On Thu, Nov 25, 2021, 6:06 AM Eyal Gruss <eyalgr...@gmail.com> wrote:

> hi
>
> first post here :)
> i have a recurring use pattern where i want to save to file everything i
> print to the screen. i have used the standard logging module and found it
> too cumbersome for my simple use case, and i find myself changing all my
> print()'s to custom myprint()'s. i am interested in suggesting several
> additions to the standard libraries, as i feel this use case is common
> enough, important enough, and currently painful enough to justify such
> changes, and that all four of the following suggestions could be useful in
> a complementary fashion.
>

I'm not sure this is actually so common. How do you know it is? Also, it's
not very painful to do, just occasionally annoying. If you want, you could
write`_print = print` and then redefine print() as you want. I doubt that's
good practice, but it works.

1. allow the print() "file" argument to take a list of streams (currently
> it can take only a single stream). e.g:
>
> with open('output.txt', 'w') as f:
>    print('hello', file=[sys.stdout, f])
>
> this seems like the quickest and least resistant path for the user. need
> to decide how multiple streams will work with the flush argument.
>

This could very possibly be backwards-incompatible.
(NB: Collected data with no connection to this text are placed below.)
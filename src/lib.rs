//! siumai-normalize
//!
//! Streaming normalization engine: turns Gemini and OpenAI Responses-style
//! SSE (or buffered JSON) responses into one canonical sequence of chat chunks.
#![deny(unsafe_code)]

pub mod error;
pub mod execution;
pub mod providers;
pub mod streaming;
pub mod types;
pub mod utils;

pub use error::LlmError;
pub use execution::http::{HttpConfig, HttpExecutor, ProviderRequest};
pub use streaming::{ChatChunkStream, TextDeltaStream};
pub use types::{ChatChunk, ChatStreamOptions, ResponseNode, StopReason, TokenUsage, ToolMeta};
pub use utils::cancel::CancelHandle;
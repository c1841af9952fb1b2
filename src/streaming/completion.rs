//! Stop-reason and usage extraction
//!
//! Completion signals come in two shapes: a candidate `finishReason`
//! (Gemini) and a response `status` with `incomplete_details.reason`
//! (Responses). Both map onto [`StopReason`]. Whether upstream supplied a
//! reason at all is tracked separately from the mapped value, so an absent
//! reason is never confused with an explicit `Other`.

use crate::types::{StopReason, TokenUsage};
use crate::utils::json::{normalize_non_negative_int, normalize_string};
use serde_json::Value;

/// Last observed stop reason of a stream.
#[derive(Debug, Clone, Copy, Default, PartialEq, Eq)]
pub struct StopReasonState {
    reason: Option<StopReason>,
}

impl StopReasonState {
    /// Record an observation; `None` (nothing supplied) leaves the state untouched.
    pub fn observe(&mut self, observed: Option<StopReason>) {
        if observed.is_some() {
            self.reason = observed;
        }
    }

    pub fn seen(&self) -> bool {
        self.reason.is_some()
    }

    pub fn reason(&self) -> Option<StopReason> {
        self.reason
    }
}

/// Map a Gemini `finishReason`. Empty input means "not supplied".
pub fn map_gemini_finish_reason(finish_reason: &str) -> Option<StopReason> {
    let reason = finish_reason.trim();
    if reason.is_empty() {
        return None;
    }
    Some(match reason.to_ascii_uppercase().as_str() {
        "STOP" => StopReason::Stop,
        "MAX_TOKENS" => StopReason::MaxTokens,
        "SAFETY" | "RECITATION" | "BLOCKLIST" | "PROHIBITED_CONTENT" | "SPII" | "IMAGE_SAFETY" => {
            StopReason::Safety
        }
        _ => StopReason::Other,
    })
}

/// Stop reason of a Gemini candidate object.
pub fn extract_gemini_stop_reason(candidate: Option<&Value>) -> Option<StopReason> {
    let candidate = candidate?;
    map_gemini_finish_reason(&normalize_string(candidate.get("finishReason")))
}

/// Stop reason of a Responses object from its `status`.
pub fn extract_responses_stop_reason(response: &Value) -> Option<StopReason> {
    let status = normalize_string(response.get("status")).to_ascii_lowercase();
    match status.as_str() {
        "completed" => Some(StopReason::Stop),
        "incomplete" => {
            let reason = normalize_string(
                response
                    .get("incomplete_details")
                    .and_then(|d| d.get("reason")),
            );
            Some(match reason.as_str() {
                "max_output_tokens" => StopReason::MaxTokens,
                "content_filter" => StopReason::Safety,
                _ => StopReason::Other,
            })
        }
        "failed" | "cancelled" => Some(StopReason::Other),
        _ => None,
    }
}

/// Usage from a Gemini `usageMetadata` object.
pub fn extract_gemini_usage(json: &Value) -> TokenUsage {
    let Some(meta) = json.get("usageMetadata") else {
        return TokenUsage::default();
    };
    TokenUsage {
        input_tokens: normalize_non_negative_int(meta.get("promptTokenCount")),
        output_tokens: normalize_non_negative_int(meta.get("candidatesTokenCount")),
        cache_read_input_tokens: normalize_non_negative_int(meta.get("cachedContentTokenCount")),
    }
}

/// Usage from a Responses `usage` object.
pub fn extract_responses_usage(usage: Option<&Value>) -> TokenUsage {
    let Some(usage) = usage.filter(|u| u.is_object()) else {
        return TokenUsage::default();
    };
    TokenUsage {
        input_tokens: normalize_non_negative_int(usage.get("input_tokens")),
        output_tokens: normalize_non_negative_int(usage.get("output_tokens")),
        cache_read_input_tokens: normalize_non_negative_int(
            usage
                .get("input_tokens_details")
                .and_then(|d| d.get("cached_tokens")),
        ),
    }
}
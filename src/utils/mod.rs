//! Utility Module
//!
//! Cancellation handles and helpers for reading loosely-typed upstream JSON.

pub mod cancel;
pub mod json;

pub use cancel::{CancelHandle, new_cancel_handle};
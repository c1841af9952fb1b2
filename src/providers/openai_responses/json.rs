//! Responses object helpers
//!
//! Shared by the buffered JSON path and the final `response` object carried by
//! `response.completed` / `response.incomplete` events.

use crate::streaming::tool_calls::{ArgumentsUpdate, ToolCallFragment};
use crate::utils::json::{first_string, normalize_string};
use serde_json::Value;

/// Most output item types listed in diagnostics.
const MAX_REPORTED_OUTPUT_TYPES: usize = 12;

pub fn output_items(response: &Value) -> &[Value] {
    response
        .get("output")
        .and_then(Value::as_array)
        .map(Vec::as_slice)
        .unwrap_or_default()
}

fn item_type(item: &Value) -> String {
    normalize_string(item.get("type"))
}

/// Response text: `output_text` when present, else the `output_text` parts of
/// `message` items concatenated.
pub fn extract_text(response: &Value) -> String {
    if let Some(text) = response.get("output_text").and_then(Value::as_str)
        && !text.is_empty()
    {
        return text.to_string();
    }
    output_items(response)
        .iter()
        .filter(|item| item_type(item) == "message")
        .filter_map(|item| item.get("content").and_then(Value::as_array))
        .flatten()
        .filter(|part| item_type(part) == "output_text")
        .filter_map(|part| part.get("text").and_then(Value::as_str))
        .collect()
}

/// `summary_text` parts of a reasoning item, joined by newlines.
pub fn reasoning_item_summary(item: &Value) -> String {
    let Some(summary) = item.get("summary").and_then(Value::as_array) else {
        return String::new();
    };
    summary
        .iter()
        .filter(|s| item_type(s) == "summary_text")
        .map(|s| normalize_string(s.get("text")))
        .filter(|t| !t.is_empty())
        .collect::<Vec<_>>()
        .join("\n")
        .trim()
        .to_string()
}

/// Reasoning summary across every reasoning item of `output`.
pub fn extract_reasoning_summary(output: &[Value]) -> String {
    output
        .iter()
        .filter(|item| item_type(item) == "reasoning")
        .map(reasoning_item_summary)
        .filter(|s| !s.is_empty())
        .collect::<Vec<_>>()
        .join("\n")
}

/// A `function_call` item as a fragment. Item arguments are a complete snapshot.
pub fn function_call_fragment(item: &Value) -> Option<ToolCallFragment> {
    if item_type(item) != "function_call" {
        return None;
    }
    let arguments = match item.get("arguments").and_then(Value::as_str).map(str::trim) {
        Some(args) if !args.is_empty() => ArgumentsUpdate::Replace(args.to_string()),
        _ => ArgumentsUpdate::Keep,
    };
    Some(ToolCallFragment {
        call_id: first_string(item, &["call_id", "callId", "callID"]),
        name: normalize_string(item.get("name")),
        arguments,
    })
}

/// Function calls of `output`, keyed by array position.
pub fn function_call_fragments(output: &[Value]) -> Vec<(u64, ToolCallFragment)> {
    output
        .iter()
        .enumerate()
        .filter_map(|(pos, item)| Some((pos as u64, function_call_fragment(item)?)))
        .collect()
}

pub fn has_function_call(response: &Value) -> bool {
    output_items(response)
        .iter()
        .any(|item| item_type(item) == "function_call")
}

/// Comma-separated output item types for diagnostics (`n/a` when none).
pub fn describe_output_types(response: &Value) -> String {
    let types: Vec<String> = output_items(response)
        .iter()
        .take(MAX_REPORTED_OUTPUT_TYPES)
        .map(|item| match item_type(item) {
            t if t.is_empty() => "unknown".to_string(),
            t => t,
        })
        .collect();
    if types.is_empty() {
        "n/a".to_string()
    } else {
        types.join(",")
    }
}

#[cfg(test)]
mod tests {
    use super::*;
    use serde_json::json;

    fn sample() -> Value {
        json!({
            "status": "completed",
            "output": [
                {"type": "reasoning", "summary": [
                    {"type": "summary_text", "text": "first"},
                    {"type": "other", "text": "skip"},
                    {"type": "summary_text", "text": "second"}
                ]},
                {"type": "message", "content": [
                    {"type": "output_text", "text": "Hi "},
                    {"type": "output_text", "text": "there"}
                ]},
                {"type": "function_call", "call_id": "call_9", "name": "lookup", "arguments": "{\"q\":1}"},
                {"id": "x"}
            ]
        })
    }

    #[test]
    fn reads_text_from_output_when_output_text_is_absent() {
        let json = sample();
        assert_eq!(extract_text(&json), "Hi there");
        assert_eq!(extract_text(&json!({"output_text": "direct"})), "direct");
    }

    #[test]
    fn reads_reasoning_and_function_calls() {
        let json = sample();
        assert_eq!(extract_reasoning_summary(output_items(&json)), "first\nsecond");

        let calls = function_call_fragments(output_items(&json));
        assert_eq!(calls.len(), 1);
        assert_eq!(calls[0].0, 2);
        assert_eq!(calls[0].1.call_id, "call_9");
        assert_eq!(
            calls[0].1.arguments,
            ArgumentsUpdate::Replace("{\"q\":1}".to_string())
        );
        assert!(has_function_call(&json));
    }

    #[test]
    fn describes_output_types() {
        assert_eq!(
            describe_output_types(&sample()),
            "reasoning,message,function_call,unknown"
        );
        assert_eq!(describe_output_types(&json!({})), "n/a");
    }
}
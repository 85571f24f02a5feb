//! CLI interface for the analyst engine
//!
//! This module provides the command-line interface using clap's derive API.

use clap::{Parser, Subcommand};
use std::path::PathBuf;

/// Conversational BI analyst
///
/// Answers natural-language business questions by routing each one to
/// either a SQL engine over financial records or a semantic search engine
/// over strategic documents.
#[derive(Parser, Debug)]
#[command(name = "analyst")]
#[command(version, about, long_about = None)]
pub struct Cli {
    /// Output in JSON format
    #[arg(long, global = true)]
    pub json: bool,

    /// Specify alternate configuration file
    #[arg(long, global = true, value_name = "PATH")]
    pub config: Option<PathBuf>,

    #[command(subcommand)]
    pub command: Command,
}

/// Available commands
#[derive(Subcommand, Debug)]
pub enum Command {
    /// Answer a business question
    Ask {
        /// The question to answer
        question: String,
    },

    /// Provision the schema and load the synthetic demo dataset
    Seed,

    /// Run system diagnostics
    Doctor,
}
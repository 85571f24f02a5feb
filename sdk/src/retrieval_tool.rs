//! Retrieval tool trait and descriptor types
//!
//! This module defines the `RetrievalTool` trait that both retrieval engines
//! implement. The router and selector depend only on this interface, never
//! on concrete engine types: the selector reads capability descriptions, the
//! router dispatches the chosen tool's `invoke`.

use crate::errors::EngineError;
use crate::types::EngineResponse;
use async_trait::async_trait;
use serde::{Deserialize, Serialize};

/// Trait implemented by each retrieval path
#[async_trait]
pub trait RetrievalTool: Send + Sync {
    /// Stable identifier, unique within a registry
    fn id(&self) -> &str;

    /// Free-form description of what kinds of questions this tool answers.
    ///
    /// This text is the only signal the selector uses.
    fn describe(&self) -> &str;

    /// Answer one question against this tool's backing store
    async fn invoke(&self, question: &str) -> Result<EngineResponse, EngineError>;
}

/// Capability descriptor advertised to the selector
///
/// Immutable after registration. Registry order is significant only as the
/// deterministic tie-break order.
#[derive(Debug, Clone, Serialize, Deserialize)]
pub struct ToolDescriptor {
    /// Stable identifier
    pub id: String,

    /// Free-form capability description
    pub capability_text: String,
}

impl ToolDescriptor {
    /// Build a descriptor from a registered tool
    pub fn for_tool(tool: &dyn RetrievalTool) -> Self {
        Self {
            id: tool.id().to_string(),
            capability_text: tool.describe().to_string(),
        }
    }
}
2. modify contextlib.redirect_stdout() to take an additional boolean
> argument which we can call tee/replicate/duplicate/clone etc. when True it
> will duplicate instead of just redirecting:
>
> with open('output.txt', 'w') as f:
>     with redirect_stdout(f, tee=True):  # will duplicate instead of
> redirecting
>         print('hello')
>
> or we could add a new context manager contextlib.copy_stdout()
>
> 3. allow the contextlib.redirect_stdout() "new_target" argument to take a
> list of streams, or allow specifying multiple arguments for multiple
> streams. e.g:
>
> with open('output.txt', 'w') as f:
>     with redirect_stdout(sys.stdout, f):  # or
> redirect_stdout([sys.stdout, f])
>         print('hello')
>
> this has the benefit over the tee argument of allowing more than one
> additional stream, but you need to explicitly specify stdout. so would be
> nice to have both modifications.
>
> 4. add to the standard io library a new class which gives you the write
> interface of a single stream, but is a wrapper that will write to multiple
> streams:
>
> with open('output.txt', 'w') as f:
>    multi = io.OutputStreamCollection(sys.stdout, f)
>    multi.write('hello\n')
>    # or:  print('hello', file=multi)
>

Is this necessary if the other ideas are implemented?

this is similar to:
> https://stackoverflow.com/questions/9130755/wrapper-to-write-to-multiple-streams,
> and we need to decide about the rest of the stream methods.
>
> eyal.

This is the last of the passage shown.